Sin buscarlo, los electores del No empujaron la decadencia de la cultura nacional. En dos décadas y poco más, los chilenos ya no hablan castellano, ya no leen libros, ya no prescinden de sus buenas tres horas diarias de tontificación televisiva, ya no saben ni cuándo se celebra la Independencia nacional, ya no evitan los garabatos, ya no se privan de la cumbia en Dieciocho, ya no se presentan dignamente: se desarreglan para parecer posmodernos.


Sin pretenderlo, los electores del No ponían los fundamentos de una nueva oligarquía política que, como todas, acumula negatividades y exclusiones.
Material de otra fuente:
//! Step-graph resolution: fit/transform dispatch and the caching policy.
//!
//! Resolution is single-threaded, synchronous and depth-first: a run walks
//! the ancestors of the target step in dependency order (leaves first) and
//! resolves each of them exactly once per top-level call, even when a step
//! feeds several downstream steps. Collected inputs for a step are its raw
//! input bundles (in declaration order) overlaid by its upstream outputs.
//!
//! The caching policy lives here: before fitting a trainable step, the
//! presence of persisted state at the step's cache location decides whether
//! `fit` is skipped in favor of `load`. The check is presence-only — see
//! the [`persistence`](crate::persistence) module notes on staleness.

use std::collections::{HashMap, HashSet};
use tracing::{debug, error, info};

use crate::data::{DataBundle, RawInputs};
use crate::error::{PipelineError, Result};
use crate::persistence::{has_cached_state, step_cache_dir, write_meta};
use crate::pipeline::builder::Pipeline;
use crate::pipeline::progress::{ExecutionStage, ProgressUpdate};

/// Whether a run may dispatch `fit` or must stay transform-only.
#[derive(Debug, Clone, Copy, PartialEq, Eq)]
enum ExecutionMode {
    FitTransform,
    Transform,
}

impl Pipeline {
    /// Fit and transform the terminal step, resolving all ancestors.
    ///
    /// Trainable ancestors are fit (or loaded from cache) and their fitted
    /// state persisted; every ancestor's transform output feeds downstream
    /// steps. Returns the terminal step's output bundle.
    ///
    /// # Errors
    ///
    /// Returns [`PipelineError::MissingInputKey`] /
    /// [`PipelineError::MissingRawInput`] when the resolved inputs do not
    /// cover a step's declared keys, [`PipelineError::Cancelled`] if the
    /// cancellation token fires, and propagates transformer and
    /// persistence failures unchanged.
    pub fn fit_transform(&mut self, raw: &RawInputs) -> Result<DataBundle> {
        let target = self.terminal_step().to_string();
        self.fit_transform_step(&target, raw)
    }

    /// Fit and transform a named step, resolving all its ancestors.
    pub fn fit_transform_step(&mut self, name: &str, raw: &RawInputs) -> Result<DataBundle> {
        self.run(name, raw, ExecutionMode::FitTransform)
    }

    /// Transform the terminal step without ever fitting.
    ///
    /// Trainable steps load persisted state from their cache location when
    /// present, so a fresh process reuses parameters fit by an earlier run.
    pub fn transform(&mut self, raw: &RawInputs) -> Result<DataBundle> {
        let target = self.terminal_step().to_string();
        self.transform_step(&target, raw)
    }

    /// Transform a named step without ever fitting.
    pub fn transform_step(&mut self, name: &str, raw: &RawInputs) -> Result<DataBundle> {
        self.run(name, raw, ExecutionMode::Transform)
    }

    fn run(&mut self, target: &str, raw: &RawInputs, mode: ExecutionMode) -> Result<DataBundle> {
        match self.run_internal(target, raw, mode) {
            Ok(outputs) => {
                self.report_progress(ProgressUpdate::complete(format!(
                    "Resolved step '{target}'"
                )));
                Ok(outputs)
            }
            Err(e) => {
                if e.is_cancelled() {
                    self.report_progress(ProgressUpdate::cancelled());
                } else {
                    self.report_progress(ProgressUpdate::failed(e.to_string()));
                }
                error!("Pipeline error: {}", e);
                Err(e)
            }
        }
    }

    fn run_internal(
        &mut self,
        target: &str,
        raw: &RawInputs,
        mode: ExecutionMode,
    ) -> Result<DataBundle> {
        let target_idx = *self
            .index
            .get(target)
            .ok_or_else(|| PipelineError::UnknownStep(target.to_string()))?;

        let needed = self.ancestors_of(target_idx);
        let total = needed.len();

        info!(
            "Resolving step '{}' ({} step{} involved)...",
            target,
            total,
            if total == 1 { "" } else { "s" }
        );
        self.report_progress(ProgressUpdate::new(
            ExecutionStage::Initializing,
            0.0,
            format!("Resolving step '{target}'"),
        ));

        // Per-call memo: each step's output, keyed by step index. A step
        // referenced by several downstream steps is resolved once.
        let mut outputs: HashMap<usize, DataBundle> = HashMap::new();
        let mut completed = 0usize;

        let order = self.order.clone();
        for idx in order {
            if !needed.contains(&idx) {
                continue;
            }
            self.check_cancelled()?;

            let out = self.execute_step(idx, raw, &outputs, mode, completed, total)?;
            completed += 1;
            outputs.insert(idx, out);
        }

        outputs.remove(&target_idx).ok_or_else(|| {
            PipelineError::Internal(format!("no output recorded for step '{target}'"))
        })
    }

    /// The target step together with all its transitive upstream steps.
    fn ancestors_of(&self, target: usize) -> HashSet<usize> {
        let mut set = HashSet::new();
        let mut stack = vec![target];
        while let Some(idx) = stack.pop() {
            if set.insert(idx) {
                for input in self.steps[idx].input_steps() {
                    stack.push(self.index[input]);
                }
            }
        }
        set
    }

    fn execute_step(
        &mut self,
        idx: usize,
        raw: &RawInputs,
        outputs: &HashMap<usize, DataBundle>,
        mode: ExecutionMode,
        completed: usize,
        total: usize,
    ) -> Result<DataBundle> {
        let step_name = self.steps[idx].name().to_string();

        self.report_progress(ProgressUpdate::for_step(
            ExecutionStage::Resolving,
            step_name.as_str(),
            completed,
            total,
            format!("Collecting inputs for '{step_name}'"),
        ));

        // Raw bundles first, upstream outputs second: upstream data shadows
        // a raw value under the same key.
        let mut inputs = DataBundle::new();
        for data_name in self.steps[idx].input_data_keys() {
            let bundle = raw.get(data_name).ok_or_else(|| PipelineError::MissingRawInput {
                step: step_name.clone(),
                name: data_name.clone(),
            })?;
            inputs.merge(bundle);
        }
        for input in self.steps[idx].input_steps() {
            let up_idx = self.index[input];
            let bundle = outputs.get(&up_idx).ok_or_else(|| {
                PipelineError::Internal(format!(
                    "upstream step '{input}' resolved out of order"
                ))
            })?;
            inputs.merge(bundle);
        }

        let contract = self.steps[idx].transformer.contract();
        let trainable = self.steps[idx].is_trainable();
        let cache_enabled = self.config.cache && self.steps[idx].cache_enabled();
        let cache_dir = step_cache_dir(&self.config.experiment_dir, &step_name);

        if trainable {
            match mode {
                ExecutionMode::FitTransform => {
                    if cache_enabled && has_cached_state(&cache_dir) {
                        info!(
                            "Step '{}': cached state found at {}, loading instead of fitting",
                            step_name,
                            cache_dir.display()
                        );
                        self.report_progress(ProgressUpdate::for_step(
                            ExecutionStage::LoadingCache,
                            step_name.as_str(),
                            completed,
                            total,
                            format!("Loading cached state for '{step_name}'"),
                        ));
                        self.steps[idx].transformer.load(&cache_dir)?;
                    } else {
                        require_keys(&inputs, &contract.fit_inputs, &step_name)?;
                        debug!("Step '{}': fitting", step_name);
                        self.report_progress(ProgressUpdate::for_step(
                            ExecutionStage::Fitting,
                            step_name.as_str(),
                            completed,
                            total,
                            format!("Fitting '{step_name}'"),
                        ));
                        self.steps[idx].transformer.fit(&inputs)?;

                        if cache_enabled {
                            self.report_progress(ProgressUpdate::for_step(
                                ExecutionStage::Persisting,
                                step_name.as_str(),
                                completed,
                                total,
                                format!("Persisting fitted state for '{step_name}'"),
                            ));
                            self.steps[idx].transformer.persist(&cache_dir)?;
                            write_meta(&cache_dir, &step_name)?;
                            debug!(
                                "Step '{}': persisted fitted state to {}",
                                step_name,
                                cache_dir.display()
                            );
                        }
                    }
                }
                ExecutionMode::Transform => {
                    // A transform-only run reuses whatever an earlier run
                    // persisted; with nothing on disk the transformer runs
                    // with its in-memory state (fit earlier in this
                    // process, or not at all).
                    if has_cached_state(&cache_dir) {
                        debug!(
                            "Step '{}': loading persisted state from {}",
                            step_name,
                            cache_dir.display()
                        );
                        self.steps[idx].transformer.load(&cache_dir)?;
                    }
                }
            }
        }

        require_keys(&inputs, &contract.inputs, &step_name)?;
        self.report_progress(ProgressUpdate::for_step(
            ExecutionStage::Transforming,
            step_name.as_str(),
            completed,
            total,
            format!("Transforming '{step_name}'"),
        ));
        let out = self.steps[idx].transformer.transform(&inputs)?;

        for key in &contract.outputs {
            if !out.contains_key(key) {
                return Err(PipelineError::ContractViolation {
                    step: step_name,
                    key: key.clone(),
                });
            }
        }

        Ok(out)
    }
}

/// Check that every declared key is present in the resolved bundle.
fn require_keys(inputs: &DataBundle, keys: &[String], step: &str) -> Result<()> {
    for key in keys {
        if !inputs.contains_key(key) {
            return Err(PipelineError::MissingInputKey {
                step: step.to_string(),
                key: key.clone(),
            });
        }
    }
    Ok(())
}
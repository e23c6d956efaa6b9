//! Binary classification.
//!
//! [`LogisticRegression`] is a small batch-gradient-descent classifier over
//! the numeric columns of `X`. It exists so a pipeline can end in a
//! trainable modeling step whose fitted parameters round-trip through the
//! cache; it is not a tuned learner.

use polars::prelude::*;
use serde::{Deserialize, Serialize};
use std::path::Path;
use tracing::debug;

use trellis_pipeline::{
    DataBundle, PipelineError, Result, Transformer, TransformerContract, Value, read_json,
    write_json,
};

use crate::utils::{numeric_feature_matrix, series_to_dense_f64s};

/// Fitted model parameters.
#[derive(Debug, Clone, Serialize, Deserialize)]
struct ModelState {
    weights: Vec<f64>,
    bias: f64,
    /// Feature column order the weights were learned in.
    features: Vec<String>,
}

const STATE_FILE: &str = "model.json";

/// Binary logistic regression fit by batch gradient descent.
///
/// `fit` consumes the `X` frame and a numeric 0/1 `y` column; `transform`
/// needs only `X` and produces `y_pred` (one prediction per input row)
/// plus `y_proba` with the raw probabilities.
///
/// Features are taken from the numeric columns of `X` in frame order;
/// standardize them upstream or gradient descent may crawl.
pub struct LogisticRegression {
    learning_rate: f64,
    epochs: usize,
    state: Option<ModelState>,
}

impl LogisticRegression {
    pub fn new() -> Self {
        Self {
            learning_rate: 0.1,
            epochs: 500,
            state: None,
        }
    }

    /// Set the gradient-descent learning rate.
    pub fn with_learning_rate(mut self, learning_rate: f64) -> Self {
        self.learning_rate = learning_rate;
        self
    }

    /// Set the number of full-batch epochs.
    pub fn with_epochs(mut self, epochs: usize) -> Self {
        self.epochs = epochs;
        self
    }

    /// Whether the model has been fit or loaded.
    pub fn is_fitted(&self) -> bool {
        self.state.is_some()
    }

    fn sigmoid(z: f64) -> f64 {
        1.0 / (1.0 + (-z).exp())
    }

    /// Accept the label column either as a Series or a plain float vector.
    fn label_vector(inputs: &DataBundle) -> Result<Vec<f64>> {
        match inputs.expect("y")? {
            Value::Column(series) => series_to_dense_f64s(series),
            Value::Floats(values) => Ok(values.clone()),
            other => Err(PipelineError::WrongValueType {
                key: "y".to_string(),
                expected: "column",
                actual: other.kind(),
            }),
        }
    }

    /// Build the feature matrix in the fitted column order.
    fn matrix_for(&self, state: &ModelState, df: &DataFrame) -> Result<Vec<Vec<f64>>> {
        let mut columns = Vec::with_capacity(state.features.len());
        for name in &state.features {
            let col = df.column(name)?;
            columns.push(series_to_dense_f64s(col.as_materialized_series())?);
        }

        let height = df.height();
        let mut rows = Vec::with_capacity(height);
        for i in 0..height {
            rows.push(columns.iter().map(|c| c[i]).collect());
        }
        Ok(rows)
    }
}

impl Default for LogisticRegression {
    fn default() -> Self {
        Self::new()
    }
}

impl Transformer for LogisticRegression {
    fn contract(&self) -> TransformerContract {
        TransformerContract::new(&["X"], &["y_pred"]).with_fit_inputs(&["X", "y"])
    }

    fn fit(&mut self, inputs: &DataBundle) -> Result<()> {
        let df = inputs.frame("X")?;
        let (features, rows) = numeric_feature_matrix(df)?;
        let labels = Self::label_vector(inputs)?;

        if labels.len() != rows.len() {
            return Err(PipelineError::InvalidData(format!(
                "label count {} does not match row count {}",
                labels.len(),
                rows.len()
            )));
        }
        if rows.is_empty() {
            return Err(PipelineError::InvalidData(
                "cannot fit on an empty frame".to_string(),
            ));
        }

        let n = rows.len() as f64;
        let dim = features.len();
        let mut weights = vec![0.0f64; dim];
        let mut bias = 0.0f64;

        for _ in 0..self.epochs {
            let mut grad_w = vec![0.0f64; dim];
            let mut grad_b = 0.0f64;

            for (row, &label) in rows.iter().zip(labels.iter()) {
                let z = row
                    .iter()
                    .zip(weights.iter())
                    .map(|(x, w)| x * w)
                    .sum::<f64>()
                    + bias;
                let residual = Self::sigmoid(z) - label;
                for (g, x) in grad_w.iter_mut().zip(row.iter()) {
                    *g += residual * x;
                }
                grad_b += residual;
            }

            for (w, g) in weights.iter_mut().zip(grad_w.iter()) {
                *w -= self.learning_rate * g / n;
            }
            bias -= self.learning_rate * grad_b / n;
        }

        debug!(
            "Logistic regression fitted over {} features, {} rows",
            dim,
            rows.len()
        );
        self.state = Some(ModelState {
            weights,
            bias,
            features,
        });
        Ok(())
    }

    fn transform(&self, inputs: &DataBundle) -> Result<DataBundle> {
        let state = self
            .state
            .as_ref()
            .ok_or_else(|| PipelineError::NotFitted("logistic_regression".to_string()))?;

        let df = inputs.frame("X")?;
        let rows = self.matrix_for(state, df)?;

        let mut probabilities = Vec::with_capacity(rows.len());
        let mut predictions: Vec<u32> = Vec::with_capacity(rows.len());
        for row in &rows {
            let z = row
                .iter()
                .zip(state.weights.iter())
                .map(|(x, w)| x * w)
                .sum::<f64>()
                + state.bias;
            let p = Self::sigmoid(z);
            probabilities.push(p);
            predictions.push(if p >= 0.5 { 1 } else { 0 });
        }

        Ok(DataBundle::new()
            .with("y_pred", Series::new("y_pred".into(), predictions))
            .with("y_proba", probabilities))
    }

    fn persist(&self, location: &Path) -> Result<()> {
        let state = self
            .state
            .as_ref()
            .ok_or_else(|| PipelineError::NotFitted("logistic_regression".to_string()))?;
        write_json(location, STATE_FILE, state)
    }

    fn load(&mut self, location: &Path) -> Result<()> {
        self.state = Some(read_json(location, STATE_FILE)?);
        Ok(())
    }
}
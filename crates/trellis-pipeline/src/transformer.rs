//! The transformer contract: the pure computation boundary of a pipeline.
//!
//! A [`Transformer`] is the unit of work a step wraps. It declares the keys
//! it consumes and produces via [`TransformerContract`], learns parameters
//! in `fit`, applies them in `transform`, and round-trips its fitted state
//! through `persist`/`load` so a later process can reuse it.
//!
//! # Contract rules
//!
//! - `fit` must be safe to call repeatedly: a re-fit overwrites prior
//!   parameters.
//! - `transform` takes `&self`, so it cannot mutate fitted parameters, and
//!   must return every key declared in `contract().outputs`.
//! - `load(dir)` after `persist(dir)` must yield a transformer that is
//!   behaviorally equivalent on `transform`.

use std::path::Path;

use crate::data::DataBundle;
use crate::error::Result;

/// Declared input/output keys of a transformer.
///
/// `inputs` are the keys `transform` needs; `fit_inputs` are the keys `fit`
/// needs, which may be a superset (a classifier transforms from `X` alone
/// but fits on `X` and `y`). Declared keys are checked when the pipeline is
/// built where possible, and re-checked against the resolved bundle before
/// dispatch.
#[derive(Debug, Clone, PartialEq, Eq)]
pub struct TransformerContract {
    /// Keys required by `transform`.
    pub inputs: Vec<String>,
    /// Keys required by `fit`. Defaults to `inputs`.
    pub fit_inputs: Vec<String>,
    /// Keys guaranteed to be present in the `transform` result.
    pub outputs: Vec<String>,
}

impl TransformerContract {
    /// Contract where `fit` and `transform` consume the same keys.
    pub fn new(inputs: &[&str], outputs: &[&str]) -> Self {
        let inputs: Vec<String> = inputs.iter().map(|s| s.to_string()).collect();
        Self {
            fit_inputs: inputs.clone(),
            inputs,
            outputs: outputs.iter().map(|s| s.to_string()).collect(),
        }
    }

    /// Declare extra keys that only `fit` consumes (e.g. a label column).
    pub fn with_fit_inputs(mut self, fit_inputs: &[&str]) -> Self {
        self.fit_inputs = fit_inputs.iter().map(|s| s.to_string()).collect();
        self
    }
}

/// A polymorphic unit implementing fit/transform/persist/load.
///
/// Implementations are pure computation: a transformer has no knowledge of
/// pipeline structure, cache policy, or where its inputs came from.
///
/// `fit`, `persist` and `load` default to no-ops so transform-only
/// implementations (a column selector, a closure) only provide
/// [`contract`](Transformer::contract) and
/// [`transform`](Transformer::transform). The pipeline never calls `fit`,
/// `persist` or `load` on a step that is not marked trainable.
pub trait Transformer: Send {
    /// The declared input/output key contract.
    fn contract(&self) -> TransformerContract;

    /// Learn parameters from the resolved inputs. Re-fitting overwrites
    /// prior parameters.
    fn fit(&mut self, inputs: &DataBundle) -> Result<()> {
        let _ = inputs;
        Ok(())
    }

    /// Apply fitted parameters to the resolved inputs, producing the output
    /// bundle. Must contain every declared output key.
    fn transform(&self, inputs: &DataBundle) -> Result<DataBundle>;

    /// Write fitted state under `location`. The serialization format is
    /// transformer-defined; the pipeline treats the directory as an opaque
    /// blob.
    fn persist(&self, location: &Path) -> Result<()> {
        let _ = location;
        Ok(())
    }

    /// Restore fitted state previously written by `persist`.
    fn load(&mut self, location: &Path) -> Result<()> {
        let _ = location;
        Ok(())
    }
}

/// Closure-backed transform-only transformer.
///
/// Handy for lightweight glue steps and tests:
///
/// ```rust,ignore
/// let doubler = FnTransformer::new(&["x"], &["x"], |inputs| {
///     let x = inputs.scalar("x")?;
///     Ok(DataBundle::new().with("x", x * 2.0))
/// });
/// ```
pub struct FnTransformer<F>
where
    F: Fn(&DataBundle) -> Result<DataBundle> + Send,
{
    contract: TransformerContract,
    func: F,
}

impl<F> FnTransformer<F>
where
    F: Fn(&DataBundle) -> Result<DataBundle> + Send,
{
    /// Create a transformer from declared keys and a transform closure.
    pub fn new(inputs: &[&str], outputs: &[&str], func: F) -> Self {
        Self {
            contract: TransformerContract::new(inputs, outputs),
            func,
        }
    }
}

impl<F> Transformer for FnTransformer<F>
where
    F: Fn(&DataBundle) -> Result<DataBundle> + Send,
{
    fn contract(&self) -> TransformerContract {
        self.contract.clone()
    }

    fn transform(&self, inputs: &DataBundle) -> Result<DataBundle> {
        (self.func)(inputs)
    }
}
Porque no ha logrado la clase política chilena que haya igualdad de derechos, ya que para los militares en retiro no existen; no ha conseguido que los terroristas paguen por sus culpas; no ha logrado incluir a millones que le dicen a su vez que no, que no se inscribirán; no ha ampliado la militancia en los partidos, que muestran números de inscritos realmente ridículos; no se ha atrevido a denunciar a los asistémicos, quienes -desde su propia negatividad- hoy la tienen en jaque; no ha elevado el debate incorporando a los que saben, porque cree bastarse con los que mandan.


Sin plena conciencia, los que votaron No les entregaban el gobierno a los que en materias de emprendimiento siempre prefieren al funcionario estatal que saber decir... que no. Y entonces, gradualmente, fue instalándose el no a nuevas posibilidades de donaciones con exención tributaria, y el no al microempresario necesitado, para ayudar más bien al poderoso, comprometiéndolo en aportes electorales; y el no al que pide capacitación para obligarlo a estirar la mano y convertirlo en siervo de la burocracia estatal; y el no a la transparencia que dificulta la corrupción; y ahora el no al lucro: hoy en la educación, mañana en la salud, y por qué no, en la vivienda y en el transporte y en el comercio.


Un día, hace casi dos años, un porcentaje de los que habían votado que No o de los que se habían convertido al No, cambiaron su preferencia, aunque en realidad volvieron a votar por un hombre del No. Pusieron sus esperanzas en una nueva positividad, pero hoy están perplejos.


¿No habían acaso buscado un cambio? ¿No querían quizás más familia, mejor cultura, nueva política y mayores espacios para las iniciativas sociales y económicas?


¿Sí o No? Todavía están a tiempo de aclararse.